= Beginning of Section =

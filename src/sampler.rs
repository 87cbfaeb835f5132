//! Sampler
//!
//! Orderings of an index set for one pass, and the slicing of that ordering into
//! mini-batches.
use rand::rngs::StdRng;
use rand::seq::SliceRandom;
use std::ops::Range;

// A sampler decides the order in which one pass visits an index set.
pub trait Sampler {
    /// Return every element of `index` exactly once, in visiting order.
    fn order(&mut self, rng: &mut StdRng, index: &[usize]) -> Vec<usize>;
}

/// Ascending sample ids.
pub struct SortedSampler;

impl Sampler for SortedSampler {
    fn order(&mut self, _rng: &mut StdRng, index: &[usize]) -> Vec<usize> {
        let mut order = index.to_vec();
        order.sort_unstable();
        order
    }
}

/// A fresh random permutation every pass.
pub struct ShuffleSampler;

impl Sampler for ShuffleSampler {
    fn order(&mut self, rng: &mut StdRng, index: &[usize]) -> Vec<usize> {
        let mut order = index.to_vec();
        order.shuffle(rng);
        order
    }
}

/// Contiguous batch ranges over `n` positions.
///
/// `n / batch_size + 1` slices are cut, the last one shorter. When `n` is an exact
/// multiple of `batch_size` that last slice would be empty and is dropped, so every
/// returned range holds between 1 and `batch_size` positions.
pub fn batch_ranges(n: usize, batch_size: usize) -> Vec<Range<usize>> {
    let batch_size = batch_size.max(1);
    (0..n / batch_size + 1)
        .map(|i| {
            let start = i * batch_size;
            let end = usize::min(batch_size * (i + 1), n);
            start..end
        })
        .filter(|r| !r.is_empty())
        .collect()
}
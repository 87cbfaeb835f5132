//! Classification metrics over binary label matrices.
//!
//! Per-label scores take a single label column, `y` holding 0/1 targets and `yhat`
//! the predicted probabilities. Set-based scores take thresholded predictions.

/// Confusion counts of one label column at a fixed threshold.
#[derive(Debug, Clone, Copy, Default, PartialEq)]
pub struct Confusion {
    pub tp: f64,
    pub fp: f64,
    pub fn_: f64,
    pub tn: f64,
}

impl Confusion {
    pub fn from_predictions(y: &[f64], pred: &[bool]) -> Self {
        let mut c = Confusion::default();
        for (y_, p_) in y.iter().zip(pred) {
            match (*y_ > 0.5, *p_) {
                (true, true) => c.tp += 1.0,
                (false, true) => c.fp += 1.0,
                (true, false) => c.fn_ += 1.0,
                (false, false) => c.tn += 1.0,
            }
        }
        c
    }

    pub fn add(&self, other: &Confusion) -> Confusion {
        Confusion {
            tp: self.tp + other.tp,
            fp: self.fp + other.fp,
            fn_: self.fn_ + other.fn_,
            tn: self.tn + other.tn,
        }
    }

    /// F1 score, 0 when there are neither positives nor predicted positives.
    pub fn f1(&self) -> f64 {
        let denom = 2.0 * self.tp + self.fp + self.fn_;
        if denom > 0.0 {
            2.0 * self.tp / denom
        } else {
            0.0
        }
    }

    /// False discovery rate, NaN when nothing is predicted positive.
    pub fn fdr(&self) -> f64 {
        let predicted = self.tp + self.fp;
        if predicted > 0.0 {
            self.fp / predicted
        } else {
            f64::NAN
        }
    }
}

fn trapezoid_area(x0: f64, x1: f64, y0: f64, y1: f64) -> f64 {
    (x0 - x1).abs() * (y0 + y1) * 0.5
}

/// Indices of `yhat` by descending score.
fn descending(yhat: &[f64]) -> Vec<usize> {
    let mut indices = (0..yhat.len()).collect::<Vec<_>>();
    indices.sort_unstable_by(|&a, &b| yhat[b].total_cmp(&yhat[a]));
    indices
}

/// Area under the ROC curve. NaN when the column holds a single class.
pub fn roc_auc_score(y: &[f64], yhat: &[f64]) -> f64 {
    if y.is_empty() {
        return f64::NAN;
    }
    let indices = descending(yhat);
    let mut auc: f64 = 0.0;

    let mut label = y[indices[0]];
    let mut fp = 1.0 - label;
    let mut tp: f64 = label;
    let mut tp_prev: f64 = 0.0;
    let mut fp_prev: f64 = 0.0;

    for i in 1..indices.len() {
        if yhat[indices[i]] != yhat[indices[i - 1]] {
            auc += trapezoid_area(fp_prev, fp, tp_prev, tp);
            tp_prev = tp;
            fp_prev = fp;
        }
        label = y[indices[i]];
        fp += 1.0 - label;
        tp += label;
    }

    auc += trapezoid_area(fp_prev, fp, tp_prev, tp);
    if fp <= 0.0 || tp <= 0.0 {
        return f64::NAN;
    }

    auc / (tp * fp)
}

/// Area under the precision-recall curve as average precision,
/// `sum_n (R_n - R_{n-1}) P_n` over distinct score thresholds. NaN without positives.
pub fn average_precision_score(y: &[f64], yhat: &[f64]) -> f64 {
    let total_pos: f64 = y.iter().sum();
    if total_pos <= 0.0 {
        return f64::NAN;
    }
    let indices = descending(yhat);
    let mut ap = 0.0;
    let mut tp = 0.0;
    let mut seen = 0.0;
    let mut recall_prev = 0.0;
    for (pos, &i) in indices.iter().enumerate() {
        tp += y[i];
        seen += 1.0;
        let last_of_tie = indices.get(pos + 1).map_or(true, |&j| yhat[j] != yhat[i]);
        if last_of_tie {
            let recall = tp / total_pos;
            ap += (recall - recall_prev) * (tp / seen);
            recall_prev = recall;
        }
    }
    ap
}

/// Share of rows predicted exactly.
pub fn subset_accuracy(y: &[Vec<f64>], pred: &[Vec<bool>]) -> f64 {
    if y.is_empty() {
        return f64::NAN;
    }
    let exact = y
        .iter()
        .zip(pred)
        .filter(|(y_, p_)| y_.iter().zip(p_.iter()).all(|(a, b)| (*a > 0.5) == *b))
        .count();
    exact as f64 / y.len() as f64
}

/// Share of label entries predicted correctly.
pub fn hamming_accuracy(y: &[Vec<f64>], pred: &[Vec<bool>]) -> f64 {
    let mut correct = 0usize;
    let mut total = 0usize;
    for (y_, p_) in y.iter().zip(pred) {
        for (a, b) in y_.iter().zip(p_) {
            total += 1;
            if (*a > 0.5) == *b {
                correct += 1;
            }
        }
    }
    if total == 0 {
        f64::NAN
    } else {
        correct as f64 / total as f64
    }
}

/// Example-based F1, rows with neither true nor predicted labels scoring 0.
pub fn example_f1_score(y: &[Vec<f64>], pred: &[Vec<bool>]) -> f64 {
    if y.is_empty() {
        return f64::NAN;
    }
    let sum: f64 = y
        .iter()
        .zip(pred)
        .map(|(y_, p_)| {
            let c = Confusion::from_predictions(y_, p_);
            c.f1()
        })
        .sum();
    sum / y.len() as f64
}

= End of Section =

YOUR INSTRUCTIONS
Extract all of the data exactly as written.

SOLUTION FOR THIS PROBLEM
filename src/sampler.rs
repository 87cbfaeb835f5132
//! Sampler
//!
//! Orderings of an index set for one pass, and the slicing of that ordering into
//! mini-batches.
use rand::rngs::StdRng;
use rand::seq::SliceRandom;
use std::ops::Range;

// A sampler decides the order in which one pass visits an index set.
pub trait Sampler {
    /// Return every element of `index` exactly once, in visiting order.
    fn order(&mut self, rng: &mut StdRng, index: &[usize]) -> Vec<usize>;
}

/// Ascending sample ids.
pub struct SortedSampler;

impl Sampler for SortedSampler {
    fn order(&mut self, _rng: &mut StdRng, index: &[usize]) -> Vec<usize> {
        let mut order = index.to_vec();
        order.sort_unstable();
        order
    }
}

/// A fresh random permutation every pass.
pub struct ShuffleSampler;

impl Sampler for ShuffleSampler {
    fn order(&mut self, rng: &mut StdRng, index: &[usize]) -> Vec<usize> {
        let mut order = index.to_vec();
        order.shuffle(rng);
        order
    }
}

/// Contiguous batch ranges over `n` positions.
///
/// `n / batch_size + 1` slices are cut, the last one shorter. When `n` is an exact
/// multiple of `batch_size` that last slice would be empty and is dropped, so every
/// returned range holds between 1 and `batch_size` positions.
pub fn batch_ranges(n: usize, batch_size: usize) -> Vec<Range<usize>> {
    let batch_size = batch_size.max(1);
    (0..n / batch_size + 1)
        .map(|i| {
            let start = i * batch_size;
            let end = usize::min(batch_size * (i + 1), n);
            start..end
        })
        .filter(|r| !r.is_empty())
        .collect()
}
repository 87cbfaeb835f5132
//! Classification metrics over binary label matrices.
//!
//! Per-label scores take a single label column, `y` holding 0/1 targets and `yhat`
//! the predicted probabilities. Set-based scores take thresholded predictions.

/// Confusion counts of one label column at a fixed threshold.
#[derive(Debug, Clone, Copy, Default, PartialEq)]
pub struct Confusion {
    pub tp: f64,
    pub fp: f64,
    pub fn_: f64,
    pub tn: f64,
}

impl Confusion {
    pub fn from_predictions(y: &[f64], pred: &[bool]) -> Self {
        let mut c = Confusion::default();
        for (y_, p_) in y.iter().zip(pred) {
            match (*y_ > 0.5, *p_) {
                (true, true) => c.tp += 1.0,
                (false, true) => c.fp += 1.0,
                (true, false) => c.fn_ += 1.0,
                (false, false) => c.tn += 1.0,
            }
        }
        c
    }

    pub fn add(&self, other: &Confusion) -> Confusion {
        Confusion {
            tp: self.tp + other.tp,
            fp: self.fp + other.fp,
            fn_: self.fn_ + other.fn_,
            tn: self.tn + other.tn,
        }
    }

    /// F1 score, 0 when there are neither positives nor predicted positives.
    pub fn f1(&self) -> f64 {
        let denom = 2.0 * self.tp + self.fp + self.fn_;
        if denom > 0.0 {
            2.0 * self.tp / denom
        } else {
            0.0
        }
    }

    /// False discovery rate, NaN when nothing is predicted positive.
    pub fn fdr(&self) -> f64 {
        let predicted = self.tp + self.fp;
        if predicted > 0.0 {
            self.fp / predicted
        } else {
            f64::NAN
        }
    }
}

fn trapezoid_area(x0: f64, x1: f64, y0: f64, y1: f64) -> f64 {
    (x0 - x1).abs() * (y0 + y1) * 0.5
}

/// Indices of `yhat` by descending score.
fn descending(yhat: &[f64]) -> Vec<usize> {
    let mut indices = (0..yhat.len()).collect::<Vec<_>>();
    indices.sort_unstable_by(|&a, &b| yhat[b].total_cmp(&yhat[a]));
    indices
}

/// Area under the ROC curve. NaN when the column holds a single class.
pub fn roc_auc_score(y: &[f64], yhat: &[f64]) -> f64 {
    if y.is_empty() {
        return f64::NAN;
    }
    let indices = descending(yhat);
    let mut auc: f64 = 0.0;

    let mut label = y[indices[0]];
    let mut fp = 1.0 - label;
    let mut tp: f64 = label;
    let mut tp_prev: f64 = 0.0;
    let mut fp_prev: f64 = 0.0;

    for i in 1..indices.len() {
        if yhat[indices[i]] != yhat[indices[i - 1]] {
            auc += trapezoid_area(fp_prev, fp, tp_prev, tp);
            tp_prev = tp;
            fp_prev = fp;
        }
        label = y[indices[i]];
        fp += 1.0 - label;
        tp += label;
    }

    auc += trapezoid_area(fp_prev, fp, tp_prev, tp);
    if fp <= 0.0 || tp <= 0.0 {
        return f64::NAN;
    }

    auc / (tp * fp)
}

/// Area under the precision-recall curve as average precision,
/// `sum_n (R_n - R_{n-1}) P_n` over distinct score thresholds. NaN without positives.
pub fn average_precision_score(y: &[f64], yhat: &[f64]) -> f64 {
    let total_pos: f64 = y.iter().sum();
    if total_pos <= 0.0 {
        return f64::NAN;
    }
    let indices = descending(yhat);
    let mut ap = 0.0;
    let mut tp = 0.0;
    let mut seen = 0.0;
    let mut recall_prev = 0.0;
    for (pos, &i) in indices.iter().enumerate() {
        tp += y[i];
        seen += 1.0;
        let last_of_tie = indices.get(pos + 1).map_or(true, |&j| yhat[j] != yhat[i]);
        if last_of_tie {
            let recall = tp / total_pos;
            ap += (recall - recall_prev) * (tp / seen);
            recall_prev = recall;
        }
    }
    ap
}

/// Share of rows predicted exactly.
pub fn subset_accuracy(y: &[Vec<f64>], pred: &[Vec<bool>]) -> f64 {
    if y.is_empty() {
        return f64::NAN;
    }
    let exact = y
        .iter()
        .zip(pred)
        .filter(|(y_, p_)| y_.iter().zip(p_.iter()).all(|(a, b)| (*a > 0.5) == *b))
        .count();
    exact as f64 / y.len() as f64
}

/// Share of label entries predicted correctly.
pub fn hamming_accuracy(y: &[Vec<f64>], pred: &[Vec<bool>]) -> f64 {
    let mut correct = 0usize;
    let mut total = 0usize;
    for (y_, p_) in y.iter().zip(pred) {
        for (a, b) in y_.iter().zip(p_) {
            total += 1;
            if (*a > 0.5) == *b {
                correct += 1;
            }
        }
    }
    if total == 0 {
        f64::NAN
    } else {
        correct as f64 / total as f64
    }
}

/// Example-based F1, rows with neither true nor predicted labels scoring 0.
pub fn example_f1_score(y: &[Vec<f64>], pred: &[Vec<bool>]) -> f64 {
    if y.is_empty() {
        return f64::NAN;
    }
    let sum: f64 = y
        .iter()
        .zip(pred)
        .map(|(y_, p_)| {
            let c = Confusion::from_predictions(y_, p_);
            c.f1()
        })
        .sum();
    sum / y.len() as f64
}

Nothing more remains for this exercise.